What this task involves
What lines in the material hold the string "wrapped"? Copy out each of them.
***** Listed records *****
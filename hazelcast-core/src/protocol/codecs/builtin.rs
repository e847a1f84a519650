//! Encoding helpers for fixed-size fields and variable-size frames.

use bytes::BufMut;
use uuid::Uuid;

use crate::error::{HazelcastError, Result};
use crate::protocol::{ClientMessage, Frame, FrameIterator};

/// Size of a boolean field.
pub const BOOLEAN_SIZE: usize = 1;
/// Size of a byte field.
pub const BYTE_SIZE: usize = 1;
/// Size of an int field.
pub const INT_SIZE: usize = 4;
/// Size of a long field.
pub const LONG_SIZE: usize = 8;
/// Size of a nullable UUID field (null flag + two longs).
pub const UUID_SIZE: usize = BOOLEAN_SIZE + 2 * LONG_SIZE;

fn field<const N: usize>(content: &[u8], offset: usize, name: &str) -> Result<[u8; N]> {
    content
        .get(offset..offset + N)
        .and_then(|b| b.try_into().ok())
        .ok_or_else(|| {
            HazelcastError::Protocol(format!(
                "frame too short for {name} at offset {offset} ({} bytes)",
                content.len()
            ))
        })
}

/// Reads a byte at `offset`.
pub fn decode_u8(content: &[u8], offset: usize) -> Result<u8> {
    field::<1>(content, offset, "byte").map(|b| b[0])
}

/// Reads a boolean at `offset`.
pub fn decode_bool(content: &[u8], offset: usize) -> Result<bool> {
    decode_u8(content, offset).map(|b| b != 0)
}

/// Reads a little-endian int at `offset`.
pub fn decode_i32(content: &[u8], offset: usize) -> Result<i32> {
    field(content, offset, "int").map(i32::from_le_bytes)
}

/// Reads a little-endian long at `offset`.
pub fn decode_i64(content: &[u8], offset: usize) -> Result<i64> {
    field(content, offset, "long").map(i64::from_le_bytes)
}

/// Appends a nullable UUID as null flag, most and least significant bits.
pub fn encode_uuid(dst: &mut impl BufMut, uuid: Option<Uuid>) {
    match uuid {
        Some(uuid) => {
            let (msb, lsb) = uuid.as_u64_pair();
            dst.put_u8(0);
            dst.put_i64_le(msb as i64);
            dst.put_i64_le(lsb as i64);
        }
        None => {
            dst.put_u8(1);
            dst.put_i64_le(0);
            dst.put_i64_le(0);
        }
    }
}

/// Reads a nullable UUID at `offset`.
pub fn decode_uuid(content: &[u8], offset: usize) -> Result<Option<Uuid>> {
    if decode_bool(content, offset)? {
        return Ok(None);
    }
    let msb = decode_i64(content, offset + BOOLEAN_SIZE)? as u64;
    let lsb = decode_i64(content, offset + BOOLEAN_SIZE + LONG_SIZE)? as u64;
    Ok(Some(Uuid::from_u64_pair(msb, lsb)))
}

/// Appends a UTF-8 string frame.
pub fn encode_string(message: &mut ClientMessage, value: &str) {
    message.add_frame(Frame::from_slice(value.as_bytes()));
}

/// Appends a string frame, or a null frame for `None`.
pub fn encode_nullable_string(message: &mut ClientMessage, value: Option<&str>) {
    match value {
        Some(value) => encode_string(message, value),
        None => message.add_frame(Frame::null_frame()),
    }
}

/// Appends a byte array frame.
pub fn encode_bytes(message: &mut ClientMessage, value: &[u8]) {
    message.add_frame(Frame::from_slice(value));
}

/// Appends a list of strings wrapped in data structure frames.
pub fn encode_string_list(message: &mut ClientMessage, values: &[String]) {
    message.add_frame(Frame::begin_frame());
    for value in values {
        encode_string(message, value);
    }
    message.add_frame(Frame::end_frame());
}

fn next_frame<'a>(iter: &mut FrameIterator<'a>, what: &str) -> Result<&'a Frame> {
    iter.next()
        .ok_or_else(|| HazelcastError::Protocol(format!("missing frame for {what}")))
}

/// Reads a UTF-8 string frame.
pub fn decode_string(iter: &mut FrameIterator<'_>) -> Result<String> {
    let frame = next_frame(iter, "string")?;
    String::from_utf8(frame.content.to_vec())
        .map_err(|e| HazelcastError::Protocol(format!("invalid UTF-8 string: {e}")))
}

/// Reads a string frame that may be null.
pub fn decode_nullable_string(iter: &mut FrameIterator<'_>) -> Result<Option<String>> {
    if next_is_null(iter) {
        return Ok(None);
    }
    decode_string(iter).map(Some)
}

/// Reads a byte array frame.
pub fn decode_bytes(iter: &mut FrameIterator<'_>) -> Result<Vec<u8>> {
    next_frame(iter, "byte array").map(|f| f.content.to_vec())
}

/// Reads a list of strings wrapped in data structure frames.
pub fn decode_string_list(iter: &mut FrameIterator<'_>) -> Result<Vec<String>> {
    let begin = next_frame(iter, "list begin")?;
    if !begin.is_begin_data_structure() {
        return Err(HazelcastError::Protocol("expected list begin frame".into()));
    }
    let mut values = Vec::new();
    while let Some(frame) = iter.peek() {
        if frame.is_end_data_structure() {
            iter.next();
            return Ok(values);
        }
        values.push(decode_string(iter)?);
    }
    Err(HazelcastError::Protocol("unterminated list".into()))
}

/// Consumes the next frame if it is a null frame.
pub fn next_is_null(iter: &mut FrameIterator<'_>) -> bool {
    match iter.peek() {
        Some(frame) if frame.is_null_frame() => {
            iter.next();
            true
        }
        _ => false,
    }
}

/// Returns the content of the initial frame or a protocol error.
pub fn initial_content<'a>(iter: &mut FrameIterator<'a>) -> Result<&'a [u8]> {
    next_frame(iter, "initial frame").map(|f| &f.content[..])
}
*****
Problem solution
/// Appends a list of strings wrapped in data structure frames.
/// Reads a list of strings wrapped in data structure frames.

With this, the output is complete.